È un fiume in piena Sara mentre ci racconta la sua storia di sfruttamento sul lavoro. Ha trent'anni, prima della pandemia lavorava in un'enoteca, che poi ha chiuso, lasciandola senza impiego. Si è rimboccata le maniche e ha cercato un altro lavoro, trovandolo in un ristorante al centro di Roma. "Dopo aver lavorato sette anni sei sere su sette, avevo deciso di cambiare e lavorare di giorno, in modo da avere ritmi di vita più sostenibili. Avevo anche ricominciato l'università e il pomeriggio volevo studiare. Abbiamo quindi concordato quattro turni settimanali dalle 10 alle 16, per nove euro l'ora. Mi avrebbero anche pagato eventuali straordinari, ed ero molto felice di questa cosa che per me era una novità".

Le cose però iniziano da subito ad andare in modo diverso da quello pattuito. L'orario di lavoro non è mai dalle 10 alle 16, e anche i giorni diventano più di quelli stabiliti. "Vuoi perché c'era qualcuno in ferie, vuoi perché c'era qualcuno malato, sin da subito ho iniziato a lavorare dalle 10 del mattino alle 22 di sera. Facevo i doppi turni come responsabile di sala, sei giorni su sette, anche se avevo specificato che sarei stata disponibile solo per il turno del pranzo. Lavoravo 50 ore a settimana, sempre senza un lamento e con la massima disponibilità. Ho pensato che era un periodo difficile e mi sono adattata".

A Sara però, non viene nemmeno fatto un contratto. "Il proprietario del ristorante mi ha detto che la pandemia lo aveva lasciato in ginocchio e aveva ancora diversi debiti da pagare, ma che presto mi avrebbe messo in regola. Ogni mese rimandava con una scusa, e da marzo siamo arrivati a dicembre. Non ho mai avuto ferie in questo periodo, né malattie pagate.
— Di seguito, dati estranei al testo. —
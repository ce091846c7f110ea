//! Quiz assembly: from a quiz id to an administrable question list
//!
//! Resolves metadata, fetches the quiz's question ids partitioned by kind,
//! batch-fetches the detail rows for each kind concurrently, reconciles them
//! into uniform [`Question`]s, then shuffles and bounds the set. Selection is
//! re-randomized on every call; two assemblies of the same quiz are expected
//! to differ. The RNG is injected so tests can seed it.

use std::collections::{HashMap, HashSet};
use std::sync::Arc;

use futures_util::future;
use rand::Rng;
use rand::seq::SliceRandom;
use thiserror::Error;
use tokio_util::sync::CancellationToken;
use tracing::{debug, warn};

use super::model::{GAP_MARKER, Question, QuestionKind};
use crate::store::{LearnStore, QuestionRow, QuizMetadata, StoreError};

/// Default cap on questions administered per attempt
pub const DEFAULT_MAX_QUESTIONS: usize = 10;

/// Why a quiz could not be assembled
#[derive(Debug, Error)]
pub enum AssemblyError {
    /// The quiz id does not resolve; terminal, send the learner back
    #[error("quiz not found: {0}")]
    QuizNotFound(String),

    /// The quiz exists but has zero usable questions; terminal empty state,
    /// distinct from a network failure
    #[error("quiz has no questions configured: {0}")]
    NoQuestionsConfigured(String),

    /// The learner quit while assembly was in flight
    #[error("assembly cancelled")]
    Cancelled,

    /// A backend read failed
    #[error(transparent)]
    Store(#[from] StoreError),
}

impl AssemblyError {
    /// Whether retrying assembly is sensible
    pub fn is_retryable(&self) -> bool {
        matches!(self, Self::Store(e) if e.is_retryable())
    }
}

/// A quiz ready to administer
#[derive(Debug, Clone)]
pub struct AssembledQuiz {
    /// Quiz metadata (XP reward, threshold, owning module/section)
    pub metadata: QuizMetadata,
    /// Selected questions, shuffled, at most the configured cap, no
    /// duplicate ids
    pub questions: Vec<Question>,
}

/// Assembles quizzes from the injected store
pub struct QuizAssembler {
    store: Arc<dyn LearnStore>,
    max_questions: usize,
}

impl QuizAssembler {
    /// Create an assembler capping attempts at `max_questions` (clamped to
    /// at least 1)
    pub fn new(store: Arc<dyn LearnStore>, max_questions: usize) -> Self {
        Self { store, max_questions: max_questions.max(1) }
    }

    /// Assemble one attempt's question set for `quiz_id`.
    ///
    /// Cancelling the token aborts between (or during) fetches with
    /// [`AssemblyError::Cancelled`]; nothing is mutated on cancellation.
    pub async fn assemble<R: Rng + ?Sized>(
        &self,
        quiz_id: &str,
        rng: &mut R,
        cancel: &CancellationToken,
    ) -> Result<AssembledQuiz, AssemblyError> {
        let metadata = tokio::select! {
            _ = cancel.cancelled() => return Err(AssemblyError::Cancelled),
            res = self.store.fetch_quiz_metadata(quiz_id) => res.map_err(|e| match e {
                StoreError::NotFound { .. } => AssemblyError::QuizNotFound(quiz_id.to_string()),
                other => AssemblyError::Store(other),
            })?,
        };

        let partitions = tokio::select! {
            _ = cancel.cancelled() => return Err(AssemblyError::Cancelled),
            res = self.store.fetch_question_ids(quiz_id) => res?,
        };

        // One batched round trip per kind, issued concurrently; the merge
        // below waits for all of them. Kinds are visited in canonical order
        // so the pre-shuffle list depends only on the store contents and a
        // seeded RNG reproduces the selection.
        let fetches = QuestionKind::all().iter().filter_map(|kind| {
            let ids = partitions.get(kind)?;
            if ids.is_empty() {
                return None;
            }
            Some(async move {
                self.store.fetch_question_details(*kind, ids).await.map(|rows| (*kind, rows))
            })
        });
        let batches = tokio::select! {
            _ = cancel.cancelled() => return Err(AssemblyError::Cancelled),
            res = future::try_join_all(fetches) => res?,
        };

        let mut seen = HashSet::new();
        let mut questions = Vec::new();
        for (kind, rows) in batches {
            for row in rows {
                let row_id = row.id.clone();
                let Some(question) = map_row(kind, row) else {
                    warn!(quiz_id, %kind, question_id = %row_id, "skipping malformed question row");
                    continue;
                };
                if !seen.insert(question.id().to_string()) {
                    warn!(quiz_id, question_id = question.id(), "skipping duplicate question id");
                    continue;
                }
                questions.push(question);
            }
        }

        if questions.is_empty() {
            return Err(AssemblyError::NoQuestionsConfigured(quiz_id.to_string()));
        }

        questions.shuffle(rng);
        questions.truncate(self.max_questions);

        // Pairs present their right column shuffled so position never leaks
        // the relation
        for question in &mut questions {
            if let Question::Pairs { right_items, .. } = question {
                right_items.shuffle(rng);
            }
        }
        debug!(quiz_id, selected = questions.len(), "quiz assembled");

        Ok(AssembledQuiz { metadata, questions })
    }
}

/// Map a raw detail row into a [`Question`], or `None` when required fields
/// are missing or inconsistent (the row is skipped, not the quiz).
fn map_row(kind: QuestionKind, row: QuestionRow) -> Option<Question> {
    let id = row.id;
    let title = row.title?;
    match kind {
        QuestionKind::Choice => {
            let options = row.options?;
            let correct_index = usize::try_from(row.correct_index?).ok()?;
            if options.is_empty() || correct_index >= options.len() {
                return None;
            }
            Some(Question::Choice { id, title, options, correct_index })
        }
        QuestionKind::Cloze => {
            let sentence = row.sentence?;
            let pool = row.pool?;
            let correct = row.correct_fillers?;
            let gaps = sentence.matches(GAP_MARKER).count();
            if gaps == 0 || correct.len() != gaps || !correct.iter().all(|c| pool.contains(c)) {
                return None;
            }
            Some(Question::Cloze { id, title, sentence, pool, correct })
        }
        QuestionKind::Input => {
            let correct = row.correct_text?;
            if correct.trim().is_empty() {
                return None;
            }
            let placeholder = row.placeholder.unwrap_or_default();
            Some(Question::Input { id, title, placeholder, correct })
        }
        QuestionKind::Pairs => {
            let left_items = row.left_items?;
            let right_items = row.right_items?;
            let correct_relations = row.correct_relations?;
            if left_items.is_empty() || correct_relations.len() != left_items.len() {
                return None;
            }
            let relation: HashMap<&str, &str> =
                correct_relations.iter().map(|(l, r)| (l.as_str(), r.as_str())).collect();
            let covers_columns = left_items.iter().all(|l| match relation.get(l.as_str()) {
                Some(r) => right_items.iter().any(|item| item.as_str() == *r),
                None => false,
            });
            if !covers_columns {
                return None;
            }
            Some(Question::Pairs { id, title, left_items, right_items, correct_relations })
        }
    }
}

#[cfg(test)]
mod tests {
    use proptest::prelude::*;
    use rand::SeedableRng;
    use rand::rngs::StdRng;

    use super::*;
    use crate::store::MemoryStore;
    use crate::store::memory::SAMPLE_QUIZ_ID;

    fn choice_row(id: &str) -> QuestionRow {
        QuestionRow {
            id: id.into(),
            title: Some(format!("pregunta {id}")),
            options: Some(vec!["a".into(), "b".into(), "c".into()]),
            correct_index: Some(0),
            ..Default::default()
        }
    }

    fn store_with_choices(n: usize) -> Arc<MemoryStore> {
        let store = MemoryStore::new();
        store.add_quiz(QuizMetadata {
            id: "qz".into(),
            title: "t".into(),
            xp_reward: 100,
            passing_threshold: None,
            module_id: "m".into(),
            section_id: "s".into(),
        });
        for i in 0..n {
            store.add_question("qz", QuestionKind::Choice, choice_row(&format!("q{i}")));
        }
        Arc::new(store)
    }

    async fn assemble(
        store: Arc<MemoryStore>,
        max: usize,
        seed: u64,
    ) -> Result<AssembledQuiz, AssemblyError> {
        let assembler = QuizAssembler::new(store, max);
        let mut rng = StdRng::seed_from_u64(seed);
        assembler.assemble("qz", &mut rng, &CancellationToken::new()).await
    }

    #[tokio::test]
    async fn missing_quiz_fails_with_not_found() {
        let assembler = QuizAssembler::new(Arc::new(MemoryStore::new()), 10);
        let mut rng = StdRng::seed_from_u64(0);
        let err = assembler.assemble("ghost", &mut rng, &CancellationToken::new()).await;
        assert!(matches!(err, Err(AssemblyError::QuizNotFound(_))));
    }

    #[tokio::test]
    async fn quiz_without_questions_is_a_distinct_error() {
        let err = assemble(store_with_choices(0), 10, 0).await;
        assert!(matches!(err, Err(AssemblyError::NoQuestionsConfigured(_))));
    }

    #[tokio::test]
    async fn selection_is_bounded_and_duplicate_free() {
        let quiz = assemble(store_with_choices(25), 10, 7).await.unwrap();
        assert_eq!(quiz.questions.len(), 10);
        let ids: HashSet<_> = quiz.questions.iter().map(|q| q.id().to_string()).collect();
        assert_eq!(ids.len(), 10);
    }

    #[tokio::test]
    async fn small_quizzes_keep_every_question() {
        let quiz = assemble(store_with_choices(3), 10, 7).await.unwrap();
        assert_eq!(quiz.questions.len(), 3);
    }

    #[tokio::test]
    async fn same_seed_reproduces_the_selection() {
        // Selection is intentionally non-reproducible across attempts; only
        // an identical seed pins it down.
        let a = assemble(store_with_choices(25), 5, 42).await.unwrap();
        let b = assemble(store_with_choices(25), 5, 42).await.unwrap();
        let ids = |q: &AssembledQuiz| {
            q.questions.iter().map(|q| q.id().to_string()).collect::<Vec<_>>()
        };
        assert_eq!(ids(&a), ids(&b));
    }

    #[tokio::test]
    async fn same_seed_is_reproducible_across_kinds() {
        // Fresh stores hand back fresh partition maps; the selection must
        // not depend on their iteration order.
        let mut selections = HashSet::new();
        for _ in 0..20 {
            let assembler = QuizAssembler::new(Arc::new(MemoryStore::sample()), 5);
            let mut rng = StdRng::seed_from_u64(42);
            let quiz = assembler
                .assemble(SAMPLE_QUIZ_ID, &mut rng, &CancellationToken::new())
                .await
                .unwrap();
            let ids: Vec<String> = quiz.questions.iter().map(|q| q.id().to_string()).collect();
            selections.insert(ids);
        }
        assert_eq!(selections.len(), 1);
    }

    #[tokio::test]
    async fn malformed_rows_are_skipped_not_fatal() {
        let store = store_with_choices(2);
        store.add_question(
            "qz",
            QuestionKind::Choice,
            QuestionRow {
                id: "broken".into(),
                title: Some("no options".into()),
                correct_index: Some(5),
                ..Default::default()
            },
        );
        let quiz = assemble(store, 10, 0).await.unwrap();
        assert_eq!(quiz.questions.len(), 2);
        assert!(quiz.questions.iter().all(|q| q.id() != "broken"));
    }

    #[tokio::test]
    async fn out_of_range_choice_index_is_malformed() {
        let store = store_with_choices(1);
        store.add_question(
            "qz",
            QuestionKind::Choice,
            QuestionRow { correct_index: Some(3), ..choice_row("oob") },
        );
        let quiz = assemble(store, 10, 0).await.unwrap();
        assert!(quiz.questions.iter().all(|q| q.id() != "oob"));
    }

    #[tokio::test]
    async fn cancelled_token_aborts_assembly() {
        let cancel = CancellationToken::new();
        cancel.cancel();
        let assembler = QuizAssembler::new(store_with_choices(3), 10);
        let mut rng = StdRng::seed_from_u64(0);
        let err = assembler.assemble("qz", &mut rng, &cancel).await;
        assert!(matches!(err, Err(AssemblyError::Cancelled)));
    }

    #[tokio::test]
    async fn sample_quiz_assembles_all_kinds() {
        let assembler = QuizAssembler::new(Arc::new(MemoryStore::sample()), 10);
        let mut rng = StdRng::seed_from_u64(1);
        let quiz =
            assembler.assemble(SAMPLE_QUIZ_ID, &mut rng, &CancellationToken::new()).await.unwrap();
        assert_eq!(quiz.questions.len(), 7);
        let kinds: HashSet<_> = quiz.questions.iter().map(|q| q.kind()).collect();
        assert_eq!(kinds.len(), 4);
    }

    #[test]
    fn cloze_row_with_mismatched_fillers_is_rejected() {
        let row = QuestionRow {
            id: "c1".into(),
            title: Some("t".into()),
            sentence: Some("A [gap] here".into()),
            pool: Some(vec!["x".into(), "y".into()]),
            correct_fillers: Some(vec!["x".into(), "y".into()]),
            ..Default::default()
        };
        assert!(map_row(QuestionKind::Cloze, row).is_none());
    }

    #[test]
    fn pairs_row_must_relate_every_left_item() {
        let row = QuestionRow {
            id: "p1".into(),
            title: Some("t".into()),
            left_items: Some(vec!["a".into(), "b".into()]),
            right_items: Some(vec!["1".into(), "2".into()]),
            correct_relations: Some(vec![("a".into(), "1".into())]),
            ..Default::default()
        };
        assert!(map_row(QuestionKind::Pairs, row).is_none());
    }

    proptest! {
        #![proptest_config(ProptestConfig::with_cases(32))]

        #[test]
        fn assembly_respects_the_bound_for_any_pool_size(
            available in 0usize..40,
            max in 1usize..12,
            seed in any::<u64>(),
        ) {
            let runtime = tokio::runtime::Builder::new_current_thread().build().unwrap();
            let result = runtime.block_on(assemble(store_with_choices(available), max, seed));
            match result {
                Ok(quiz) => {
                    prop_assert!(available > 0);
                    prop_assert!(quiz.questions.len() <= max);
                    prop_assert_eq!(quiz.questions.len(), available.min(max));
                    let ids: HashSet<_> =
                        quiz.questions.iter().map(|q| q.id().to_string()).collect();
                    prop_assert_eq!(ids.len(), quiz.questions.len());
                }
                Err(AssemblyError::NoQuestionsConfigured(_)) => prop_assert_eq!(available, 0),
                Err(other) => prop_assert!(false, "unexpected assembly error: {other}"),
            }
        }
    }
}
Sono stata male solo due giorni, con il terrore che non sarei riuscita a pagare le bollette alla fine del mese. Per settimane ho lavorato con gli strascichi di un'influenza perché altrimenti non sarei stata pagata. Non è normale".

Il matrimonio dell'amica di Sara era programmato da tempo, e lei aveva già avvertito il ristorante che quel giorno non sarebbe andata al lavoro. "Mi avevano detto che non c'era problema, ed ero tranquilla. Domenica ho mandato un messaggio al proprietario con i turni per la settimana successiva, ricordandogli che sabato dieci dicembre non ci sarei stata. Mi ha risposto che o andavo a lavorare o non mi sarei dovuta presentare mai più".

Stupita della risposta del proprietario, Sara ha tentato una riconciliazione. "Gli ho detto che non mi meritavo un trattamento simile dopo tutto quello che avevo fatto per il ristorante. Speravo potessimo trovare un accordo, e invece mi ha minacciata dicendo che se non avessi rinunciato al matrimonio non avrei più lavorato lì".

Adesso Sara è senza un lavoro. Dato che il gestore del ristorante non le ha mai fatto un contratto, non può nemmeno chiedere la disoccupazione. "Mi ha lasciata per strada senza pensarci troppo nel periodo di Natale, a pochi giorni dal mio compleanno. Sa perfettamente che sono disperata, ho una situazione economica difficile e mia madre a carico, non posso permettermi di non lavorare. Ma stavolta ho deciso di dire no: meglio sotto a un ponte che cedere a un ricatto del genere. E spero che anche altri ragazzi comincino a rifiutare queste condizioni disumane, che nel mondo della ristorazione sono purtroppo frequenti".